Приложение 2. Гревилл Винн

We use cookies. Read the Privacy and Cookie Policy

Приложение 2. Гревилл Винн

Произнеся формулу: «Именем Союза Советских Социалистических Республик», судья зачитывает приговор Военной коллегии Верховного суда СССР, который начинается с краткого перечня преступлений, совершенных обоими подсудимыми, и заканчивается так:

«Олег Владимирович Пеньковский, виновный в измене Родине, приговаривается к высшей мере наказания – расстрелу, с полной конфискацией имущества.

Гревил Мейнард Винн, виновный в шпионаже, приговаривается к лишению свободы сроком на восемь лет, с отбытием первых трех лет в тюрьме и последующих – в исправительно-трудовой колонии строгого режима».

Услышав приговор Алексу (Олегу Пеньковскому – прим. авт.), толпа разражается бурными аплодисментами, слышны радостные выкрики. Алекс неподвижно стоит лицом к залу. При оглашении приговора мне проносится шумок одобрения, но хлопают уже меньше: представители трудящихся Москвы пришли сюда не ради меня.
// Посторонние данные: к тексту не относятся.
//! Lifecycle events emitted by the upload engine.
//!
//! The engine never formats output itself. It reports what happened through
//! an [`EventSink`]; the binary wires in [`TracingEventSink`], tests record
//! events for assertions.

use std::time::Duration;

use crate::ledger::ProvisionedResource;
use crate::upload::UploadStage;

/// Something noteworthy that happened during an upload.
#[derive(Clone, Debug, Eq, PartialEq)]
pub enum UploadEvent {
    /// An upload call began.
    UploadStarted {
        /// Run identity of this call.
        run_id: String,
        /// Human readable source description.
        source: String,
        /// Advisory image size in bytes.
        size_hint: Option<u64>,
    },
    /// A state transition began.
    StageStarted {
        /// Stage being entered.
        stage: UploadStage,
    },
    /// A state transition completed.
    StageCompleted {
        /// Stage that was reached.
        stage: UploadStage,
    },
    /// A temporary resource now exists and is tracked for cleanup.
    ResourceCreated {
        /// The new resource.
        resource: ProvisionedResource,
    },
    /// A retryable operation failed and will run again after a pause.
    RetryScheduled {
        /// Operation being retried.
        operation: String,
        /// Number of the upcoming attempt, starting at 1 for the first retry.
        attempt: u32,
        /// Pause before the next attempt.
        backoff: Duration,
        /// Error from the failed attempt.
        message: String,
    },
    /// Combined output of the remote write command.
    RemoteOutput {
        /// Interleaved stdout and stderr.
        output: String,
    },
    /// The best-effort power-down request failed.
    ShutdownFailed {
        /// Error message.
        message: String,
    },
    /// A resource is about to be destroyed.
    CleanupAttempted {
        /// Resource being destroyed.
        resource: ProvisionedResource,
    },
    /// Destroying a resource failed; the upload result is unaffected.
    CleanupFailed {
        /// Resource left behind.
        resource: ProvisionedResource,
        /// Error message.
        message: String,
    },
    /// Cleanup was disabled and these resources were left in place.
    CleanupSkipped {
        /// Resources left behind.
        resources: Vec<ProvisionedResource>,
    },
    /// The upload ended in failure.
    UploadFailed {
        /// Stage whose transition failed.
        stage: UploadStage,
        /// Error message.
        message: String,
    },
    /// The upload produced an image.
    UploadCompleted {
        /// Provider identifier of the image.
        image_id: u64,
    },
}

impl UploadEvent {
    /// Stable event name.
    #[must_use]
    pub const fn name(&self) -> &'static str {
        match self {
            Self::UploadStarted { .. } => "upload-started",
            Self::StageStarted { .. } => "stage-started",
            Self::StageCompleted { .. } => "stage-completed",
            Self::ResourceCreated { .. } => "resource-created",
            Self::RetryScheduled { .. } => "retry-scheduled",
            Self::RemoteOutput { .. } => "remote-output",
            Self::ShutdownFailed { .. } => "shutdown-failed",
            Self::CleanupAttempted { .. } => "cleanup-attempted",
            Self::CleanupFailed { .. } => "cleanup-failed",
            Self::CleanupSkipped { .. } => "cleanup-skipped",
            Self::UploadFailed { .. } => "upload-failed",
            Self::UploadCompleted { .. } => "upload-completed",
        }
    }
}

/// Receiver of [`UploadEvent`]s.
pub trait EventSink: Send + Sync {
    /// Handles one event.
    fn emit(&self, event: UploadEvent);
}

/// Forwards events to `tracing` with structured fields.
#[derive(Clone, Copy, Debug, Default)]
pub struct TracingEventSink;

impl EventSink for TracingEventSink {
    fn emit(&self, event: UploadEvent) {
        let name = event.name();
        match event {
            UploadEvent::UploadStarted {
                run_id,
                source,
                size_hint,
            } => tracing::info!(event = name, %run_id, %source, ?size_hint, "starting upload"),
            UploadEvent::StageStarted { stage } => {
                tracing::info!(event = name, %stage, "{}", stage.description());
            }
            UploadEvent::StageCompleted { stage } => {
                tracing::debug!(event = name, %stage, "stage completed");
            }
            UploadEvent::ResourceCreated { resource } => {
                tracing::debug!(event = name, %resource, "temporary resource created");
            }
            UploadEvent::RetryScheduled {
                operation,
                attempt,
                backoff,
                message,
            } => tracing::debug!(
                event = name,
                %operation,
                attempt,
                ?backoff,
                error = %message,
                "operation failed, waiting before trying again"
            ),
            UploadEvent::RemoteOutput { output } => {
                tracing::info!(event = name, %output, "remote command finished");
            }
            UploadEvent::ShutdownFailed { message } => {
                tracing::warn!(event = name, error = %message, "shutting down the server failed");
            }
            UploadEvent::CleanupAttempted { resource } => {
                tracing::debug!(event = name, %resource, "removing temporary resource");
            }
            UploadEvent::CleanupFailed { resource, message } => tracing::warn!(
                event = name,
                %resource,
                error = %message,
                "failed to remove temporary resource"
            ),
            UploadEvent::CleanupSkipped { resources } => {
                for resource in resources {
                    tracing::warn!(event = name, %resource, "leaving temporary resource in place");
                }
            }
            UploadEvent::UploadFailed { stage, message } => {
                tracing::error!(event = name, %stage, error = %message, "upload failed");
            }
            UploadEvent::UploadCompleted { image_id } => {
                tracing::info!(event = name, image_id, "image uploaded");
            }
        }
    }
}
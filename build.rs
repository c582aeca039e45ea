//! Build script for generating the `hcloud-upload-image` man page.
//!
//! The packaging pipeline expects the man page to be available from the
//! build output directory, so we generate it using clap-mangen here.

use std::env;
use std::fs::File;
use std::io::Write;
use std::path::PathBuf;

use clap::CommandFactory;
use clap_mangen::Man;

#[path = "src/cli/mod.rs"]
mod cli;

use cli::Cli;

fn main() -> Result<(), Box<dyn std::error::Error>> {
    let mut stdout = std::io::stdout();
    writeln!(stdout, "cargo:rerun-if-changed=build.rs")?;
    writeln!(stdout, "cargo:rerun-if-changed=src/cli/mod.rs")?;

    let out_dir =
        PathBuf::from(env::var_os("OUT_DIR").ok_or_else(|| {
            std::io::Error::new(std::io::ErrorKind::NotFound, "OUT_DIR was not set")
        })?);

    let mut buffer = Vec::new();
    Man::new(Cli::command()).render(&mut buffer)?;

    let mut file = File::create(out_dir.join("hcloud-upload-image.1"))?;
    file.write_all(&buffer)?;

    Ok(())
}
Алекса выводят из зала. Больше я его никогда не увижу.

Меня ведут в приемную, где вскоре появляется Шейла (супруга – прим. авт.).

На свидание нам дают час. Мы обнимаемся и садимся, оба молчим, не зная, что сказать друг другу. Да и что можно сказать? Наконец она все-таки прерывает молчание: рассказывает о том, что по совету сопровождавшего ее английского дипломата, опасавшегося враждебной реакции толпы, не была в зале во время оглашения приговора, а услышала его в вестибюле по громкоговорителю.

Она не делает никаких комментариев, не пытается подбодрить меня, и я признателен ей за это. То, что нам предстоит, – ей и мне – слишком значительно, слишком ужасно, чтобы это можно было выразить словами. И ничего нельзя исправить. Поэтому мы говорим о всяких мелочах.

Наше свидание подходит к концу. Я не осмеливаюсь поцеловать Шейлу на прощание – только прикасаюсь своей щекой к ее и долго смотрю ей в глаза. Потом меня уводят.

И вот я снова на Лубянке. Десять дней в одиночной камере. Меня никто не посещает и не допрашивает. Больше всего я думаю об Алексе: мне кажется, что он еще жив, что, если бы он умер, я бы обязательно это почувствовал….

Я ничего не вижу, потому что у меня закрыты глаза.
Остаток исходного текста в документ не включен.